Potential for re-rating and sustainable value creation: RIL on O2C reorganisation (Ld)


New Delhi, Feb 23 | Reliance Industries Limited (RIL) has created 1.3 times more shareholder wealth than any other company in India over the last 25 years.

As per a presentation on the proposed reorganization of O2C business of RIL, the company said it has created 1.3 more wealth.

Reorganization of O2C Business facilitates participation by strategic investors and marquee sector focused investors and long-dated loan with repayment flexibility an efficient mechanism to upstream cash to RIL from any strategic investment in O2C.

For the shareholders, there will be four high growth engines driving value creation-O2C – Growth from high value downstream chemicals and materials, Digital – Connectivity and scaling up of digital platforms, Retail – Consumer-led growth leveraging technology & omni-channel presence and New Material & New Energy – Clean, Green & Affordable energy.

The creation of pure-play O2C platform will attract high quality strategic partners and capital and independent, self-funded O2C Company focused on pursuing new growth opportunities, efficient upstreaming of cash to RIL from O2C and no earnings dilution or any restriction on cash flows. There is a potential for re-rating reflecting value of each growth business.

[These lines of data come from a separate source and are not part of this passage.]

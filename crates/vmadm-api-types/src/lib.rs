// This Source Code Form is subject to the terms of the Mozilla Public
// License, v. 2.0. If a copy of the MPL was not distributed with this
// file, You can obtain one at https://mozilla.org/MPL/2.0/.

//! Definitions for the types exchanged with the vmadm engine: the
//! authoritative VM record, its network interfaces, update requests, and the
//! status of send/receive migrations.

mod migration;
mod nic;
mod record;

pub use migration::{
    FieldMismatch, MigrationResult, MigrationState, MigrationStatus,
};
pub use nic::{MacAddr, Nic, NicIp, ParseNicFieldError};
pub use record::{
    Brand, BrandSpec, CreateRequest, Disk, KvmSpec, ScalarValue, Transition,
    UpdateRequest, VmRecord, VmState, VOLATILE_FIELDS,
};
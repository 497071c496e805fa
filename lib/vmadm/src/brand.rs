// This Source Code Form is subject to the terms of the Mozilla Public
// License, v. 2.0. If a copy of the MPL was not distributed with this
// file, You can obtain one at https://mozilla.org/MPL/2.0/.

use vmadm_api_types::Brand;

/// Fields that are only meaningful for some brands.
#[derive(
    Clone,
    Copy,
    Debug,
    PartialEq,
    Eq,
    strum::Display,
    strum::EnumString,
    strum::EnumIter,
)]
#[strum(serialize_all = "snake_case")]
pub enum BrandField {
    AllowUnfilteredPromisc,
    Model,
    Vcpus,
    DiskDriver,
    NicDriver,
}

impl BrandField {
    /// Returns whether `brand` accepts this field.
    pub fn allowed_for(self, brand: Brand) -> bool {
        match self {
            BrandField::AllowUnfilteredPromisc
            | BrandField::Model
            | BrandField::Vcpus
            | BrandField::DiskDriver
            | BrandField::NicDriver => brand.is_hvm(),
        }
    }
}

#[cfg(test)]
mod tests {
    use super::*;
    use std::str::FromStr;
    use strum::IntoEnumIterator;

    #[test]
    fn hvm_only_fields() {
        for field in BrandField::iter() {
            assert!(field.allowed_for(Brand::Kvm), "{field}");
            assert!(!field.allowed_for(Brand::Joyent), "{field}");
            assert!(!field.allowed_for(Brand::JoyentMinimal), "{field}");
        }
    }

    #[test]
    fn names_match_record_keys() {
        assert_eq!(
            BrandField::from_str("allow_unfiltered_promisc").unwrap(),
            BrandField::AllowUnfilteredPromisc
        );
        assert_eq!(BrandField::NicDriver.to_string(), "nic_driver");
    }
}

RIL said it is beneficial to all stakeholders as O2C reorganization creates an independent, global scale growth engine for RIL, with strong cash flow generation potential. There is no impact on RIL’s consolidated financials, investment grade international, and domestic AAA credit ratings.

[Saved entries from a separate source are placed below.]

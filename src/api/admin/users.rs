//! Staff account administration endpoints

use axum::{
    extract::{Path, State},
    http::StatusCode,
};
use serde::{Deserialize, Serialize};
use tracing::debug;

use crate::api::middleware::RequireAdmin;
use crate::api::state::AppState;
use crate::api::types::{ApiError, Json, UserResponse};
use crate::infrastructure::user::{CreateUserRequest, UpdateUserRequest};

/// Request to create a staff account
///
/// Fields default to empty so that missing values surface as validation
/// errors naming the field rather than as JSON rejections.
#[derive(Debug, Clone, Default, Deserialize)]
#[serde(default, rename_all = "camelCase")]
pub struct CreateUserApiRequest {
    pub full_name: String,
    pub username: String,
    pub email: String,
    pub role_name: String,
    pub license_number: Option<String>,
    pub specialization: Option<String>,
}

/// Request to update a staff account; absent fields stay unchanged
#[derive(Clone, Default, Deserialize)]
#[serde(default, rename_all = "camelCase")]
pub struct UpdateUserApiRequest {
    pub full_name: Option<String>,
    pub username: Option<String>,
    pub email: Option<String>,
    pub password: Option<String>,
    pub role_name: Option<String>,
    pub license_number: Option<String>,
    pub specialization: Option<String>,
}

impl std::fmt::Debug for UpdateUserApiRequest {
    fn fmt(&self, f: &mut std::fmt::Formatter<'_>) -> std::fmt::Result {
        f.debug_struct("UpdateUserApiRequest")
            .field("full_name", &self.full_name)
            .field("username", &self.username)
            .field("email", &self.email)
            .field("password", &self.password.as_ref().map(|_| "[redacted]"))
            .field("role_name", &self.role_name)
            .finish_non_exhaustive()
    }
}

#[derive(Debug, Serialize)]
pub struct UserEnvelope {
    pub user: UserResponse,
}

#[derive(Debug, Serialize)]
#[serde(rename_all = "camelCase")]
pub struct CreateUserResponse {
    pub message: String,
    pub user: UserResponse,
    pub email_sent: bool,
}

#[derive(Debug, Serialize)]
pub struct UpdateUserResponse {
    pub message: String,
    pub user: UserResponse,
}

#[derive(Debug, Serialize)]
pub struct MessageResponse {
    pub message: String,
}

/// GET /api/users
///
/// Responds with a bare array ordered by full name.
pub async fn list_users(
    State(state): State<AppState>,
    RequireAdmin(_): RequireAdmin,
) -> Result<Json<Vec<UserResponse>>, ApiError> {
    let users = state
        .user_service
        .list()
        .await?
        .iter()
        .map(UserResponse::from)
        .collect();

    Ok(Json(users))
}

/// GET /api/users/{user_id}
pub async fn get_user(
    State(state): State<AppState>,
    RequireAdmin(_): RequireAdmin,
    Path(user_id): Path<String>,
) -> Result<Json<UserEnvelope>, ApiError> {
    let user = state.user_service.get(&user_id).await?;

    Ok(Json(UserEnvelope {
        user: UserResponse::from(&user),
    }))
}

/// POST /api/users
pub async fn create_user(
    State(state): State<AppState>,
    RequireAdmin(admin): RequireAdmin,
    Json(request): Json<CreateUserApiRequest>,
) -> Result<(StatusCode, Json<CreateUserResponse>), ApiError> {
    debug!(
        admin_id = %admin.id(),
        username = %request.username,
        role = %request.role_name,
        "Admin creating user"
    );

    let result = state
        .user_service
        .create(CreateUserRequest {
            full_name: request.full_name,
            username: request.username,
            email: request.email,
            role_name: request.role_name,
            license_number: request.license_number,
            specialization: request.specialization,
        })
        .await?;

    Ok((
        StatusCode::CREATED,
        Json(CreateUserResponse {
            message: "User created successfully".to_string(),
            email_sent: result.email_sent(),
            user: UserResponse::from(&result.user),
        }),
    ))
}

/// PUT /api/users/{user_id}
pub async fn update_user(
    State(state): State<AppState>,
    RequireAdmin(admin): RequireAdmin,
    Path(user_id): Path<String>,
    Json(request): Json<UpdateUserApiRequest>,
) -> Result<Json<UpdateUserResponse>, ApiError> {
    debug!(admin_id = %admin.id(), user_id = %user_id, "Admin updating user");

    let user = state
        .user_service
        .update(
            &user_id,
            UpdateUserRequest {
                full_name: request.full_name,
                username: request.username,
                email: request.email,
                password: request.password,
                role_name: request.role_name,
                license_number: request.license_number,
                specialization: request.specialization,
            },
        )
        .await?;

    Ok(Json(UpdateUserResponse {
        message: "User updated successfully".to_string(),
        user: UserResponse::from(&user),
    }))
}

/// DELETE /api/users/{user_id}
pub async fn delete_user(
    State(state): State<AppState>,
    RequireAdmin(admin): RequireAdmin,
    Path(user_id): Path<String>,
) -> Result<Json<MessageResponse>, ApiError> {
    debug!(admin_id = %admin.id(), user_id = %user_id, "Admin deleting user");

    state.user_service.delete(&user_id).await?;

    Ok(Json(MessageResponse {
        message: "User deleted successfully".to_string(),
    }))
}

RIL will further accelerate its New Energy & New Materials business towards its vision of clean and green energy development. There is a potential for re-rating and sustainable value creation, O2C subsidiary facilitates participation by strategic and financial investors for value discovery and unlocking and consent process to be completed by Q1FY22, NCLT approval expected by Q2FY22.

On the rationale for the reorganization of O2C business, the company said RIL’s unprecedented growth in the last decade has been driven by significant growth in O2C Business and rapid scale-up of new consumer businesses – Digital and Retail.

Strong underlying performance of each business has resulted in a strong and diversified growth and earnings profile. RIL has initiated the process of carving-out O2C Business into an independent subsidiary. Each business will pursue its own independent growth opportunities and create value.

As per the rationale, independent growth company enables focused pursuit of opportunities across O2C value chain. Enhanced efficiencies through self-sustaining capital structure and dedicated management team. It facilitates value creation through strategic partnerships and attract dedicated pools of investor capital.

RIL said the reorganization will be beneficial to all stakeholders of RIL, management control of O2C continues with RIL, existing O2C operating team moves with transfer of business, no dilution of earnings or any restriction on cash flows. RIL is expected to retain its investment grade international (BBB+/ Baa2), and domestic AAA credit ratings. Strategic re-organization will create long term value, it said. All Refining, Marketing & Petchem Assets Will be Transferred to O2C.

It will be India’s largest and most preferred provider of mobility, including EV charging and low-carbon solutions. RIL and BP have formed a 51:49 JV, that includes retail service station network and aviation stations.

The approval process has commenced and is expected to be completed by Q2 FY22. Reliance is very well positioned with high level of cash to pursue growth. Post the reorganisation, RIL standalone entity will have all existing segments other than O2C business.

Reliance has a vision to be net carbon zero by 2035 and opportunity to accelerate New Energy and New Materials businesses based on RIL’s vision of clean and green development. It will build an optimal mix of reliable, clean and affordable energy and storage using solar, wind and batteries, accelerate transition to a hydrogen economy and develop portfolio of advanced and specialty materials.